Conventional business is also looking more holistic.

Over the past five years, more than $8 billion in venture capital has been invested in the United States in “clean technology” companies, making it the third largest category for venture investment. Global firms like General Electric, General Motors, and Office Depot are pursuing business opportunities that decrease their environmental impact with help from “sustainability strategy” firms like GreenOrder. AOL-founder Steve Case has created Revolution Health in an effort to put “consumers at the center of the health system.”

MinuteClinics located in retail stores are simplifying the delivery of healthcare for basic ailments. Microfinance is being taken up by banking giants like Citigroup, while a new generation of dot.coms and dot.orgs such as Prosper.com, Kiva.org, eloan.com, and PRBC.com are expanding access to credit and connecting borrowers to lenders in ways that would have seemed unimaginable a few years ago.

In just the past three years, the Philanthropy Services of UBS, the world’s largest wealth manager, has organized 20 conferences in the Americas, Europe, and Asia, to introduce social entrepreneurship to thousands of high net-worth clients so they can think more strategically about their philanthropy.

Elected officials are also beginning to recognize that social entrepreneurs are ideal partners, whether they are looking for well-tested policy ideas, staffers who know how to implement, or street-savvy organization builders with keen political instincts. However, unlike corporate lobbyists, social entrepreneurs are not yet routinely invited to the table when public policy is being made.

There are some efforts of note. In Louisiana, Lt. Gov. Mitch Landrieu, facing post-Katrina and Rita challenges, has established an Office of Social Entrepreneurship, while a number of U.S. mayors, including Shirley Franklin in Atlanta, John Hickenlooper in Denver, Bart Peterson in Indianapolis, Willie Herenton in Memphis, Michael Bloomberg in New York, and Francis Slay in St. Louis, have taken steps to engage with innovative citizen groups.

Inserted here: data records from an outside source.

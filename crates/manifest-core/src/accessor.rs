//! Lazy, memoized derivation of shared state slots.
//!
//! Each [`Accessor`] owns one slot of [`SharedState`]. Applying it decides
//! whether the slot is stale, rebuilds it if so, and then validates the slot
//! whether it was rebuilt or reused. Accessors are run in order by a
//! [`Pipeline`].
//!
//! # Standard Pipeline Order
//!
//! 1. **SchemaAccessor** - expected fields from the schema source
//! 2. **ServicesAccessor** - external service endpoints from configuration
//! 3. **MappingAccessor** - header to field correspondence
//! 4. **ContentAccessor** - rows structured by labware and address

use tracing::debug;

use crate::content::ContentAccessor;
use crate::context::ReconcileContext;
use crate::error::Result;
use crate::mapping_accessor::MappingAccessor;
use crate::schema_accessor::SchemaAccessor;
use crate::services_accessor::ServicesAccessor;
use crate::state::SharedState;

/// Outcome of applying one accessor.
#[derive(Debug, Clone, Copy, PartialEq, Eq)]
pub enum Applied {
    /// The slot was stale and has been rebuilt.
    Built,
    /// The cached slot was kept.
    Cached,
    /// Nothing to build from and nothing cached.
    Absent,
}

/// Builds and validates one slot of the shared state.
pub trait Accessor {
    type Slot;

    /// Human-readable name for this accessor (for logging/debugging).
    fn name(&self) -> &'static str;

    fn slot<'s>(&self, state: &'s SharedState) -> Option<&'s Self::Slot>;

    fn slot_mut<'s>(&self, state: &'s mut SharedState) -> &'s mut Option<Self::Slot>;

    /// Whether the slot must be rebuilt.
    ///
    /// Default implementation rebuilds only when nothing is cached.
    fn is_stale(&self, state: &SharedState) -> bool {
        self.slot(state).is_none()
    }

    fn build(&self, ctx: &ReconcileContext<'_>, state: &SharedState) -> Result<Self::Slot>;

    /// Enrich or check a built or cached slot. A failure drops the slot.
    fn validate(
        &self,
        _ctx: &ReconcileContext<'_>,
        _state: &SharedState,
        _slot: &mut Self::Slot,
    ) -> Result<()> {
        Ok(())
    }

    fn apply(&self, ctx: &ReconcileContext<'_>, state: &mut SharedState) -> Result<Applied> {
        let (slot, applied) = if self.is_stale(state) {
            debug!(accessor = self.name(), "rebuilding slot");
            // a failed rebuild leaves the slot empty, never the previous value
            self.slot_mut(state).take();
            (Some(self.build(ctx, state)?), Applied::Built)
        } else {
            (self.slot_mut(state).take(), Applied::Cached)
        };
        let Some(mut slot) = slot else {
            debug!(accessor = self.name(), "nothing to build");
            return Ok(Applied::Absent);
        };
        self.validate(ctx, state, &mut slot)?;
        *self.slot_mut(state) = Some(slot);
        Ok(applied)
    }
}

/// Object safe handle over an [`Accessor`] so differently typed slots can
/// share one pipeline.
pub trait Step {
    fn step_name(&self) -> &'static str;

    fn run(&self, ctx: &ReconcileContext<'_>, state: &mut SharedState) -> Result<Applied>;
}

impl<A: Accessor> Step for A {
    fn step_name(&self) -> &'static str {
        self.name()
    }

    fn run(&self, ctx: &ReconcileContext<'_>, state: &mut SharedState) -> Result<Applied> {
        self.apply(ctx, state)
    }
}

/// Record of one executed step.
#[derive(Debug, Clone, Copy, PartialEq, Eq)]
pub struct StepRecord {
    pub step: &'static str,
    pub applied: Applied,
}

/// An ordered sequence of accessors.
pub struct Pipeline {
    steps: Vec<Box<dyn Step>>,
}

impl Default for Pipeline {
    fn default() -> Self {
        Self::new()
            .add_step(Box::new(SchemaAccessor))
            .add_step(Box::new(ServicesAccessor))
            .add_step(Box::new(MappingAccessor))
            .add_step(Box::new(ContentAccessor))
    }
}

impl Pipeline {
    /// Create an empty pipeline.
    pub fn new() -> Self {
        Self { steps: Vec::new() }
    }

    /// Add a step to the end of the pipeline.
    pub fn add_step(mut self, step: Box<dyn Step>) -> Self {
        self.steps.push(step);
        self
    }

    /// Execute all steps in order, stopping at the first failure.
    pub fn execute(
        &self,
        ctx: &ReconcileContext<'_>,
        state: &mut SharedState,
    ) -> Result<Vec<StepRecord>> {
        let mut records = Vec::with_capacity(self.steps.len());
        for step in &self.steps {
            let applied = step.run(ctx, state)?;
            records.push(StepRecord {
                step: step.step_name(),
                applied,
            });
        }
        Ok(records)
    }

    /// List step names in execution order.
    pub fn step_names(&self) -> Vec<&'static str> {
        self.steps.iter().map(|s| s.step_name()).collect()
    }
}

Additionally, over the past three years, New Profit Inc., a leading funder that helps social entrepreneurs accelerate their growth, has convened an annual gathering and created an “Action Tank” (an action-oriented think tank) to strengthen the relationship between social entrepreneurs, policymakers, and elected officials in order to better address problems at the local, state, and national levels.

Indeed, social entrepreneurs are uniquely suited to make headway on problems that have resisted considerable money and intelligence.

Where governments and traditional organizations look at problems from the outside, social entrepreneurs come to understand them intimately, from within. Through a persistence of looking, they discover the mistaken assumptions that lead policymakers astray.

Because they do not have armies or police forces behind them, they work to elicit change rather than impose it, so they build human capacity rather than encouraging dependency. In developing countries where they have engaged at top levels with governments, the results have been impressive. In Thailand, such partnerships produced amazingly successful family planning and AIDS-prevention programs, and, in Brazil, they led to the most enlightened AIDS-treatment program in the developing world.

Admittedly, relatively few social entrepreneurs have achieved the levels of scale needed to excite state- and national-level policymakers. Most successful social entrepreneurs in the United States and Canada would be considered small- or micro-caps if they were businesses.

But that is a function of the lack of structural supports to expand their organizations, not a lack of growth potential. In fact, the greatest risk to social entrepreneurship today is the shortage of growth financing necessary to build a critical mass of organizations that can achieve major and visible—i.e. national-level—success.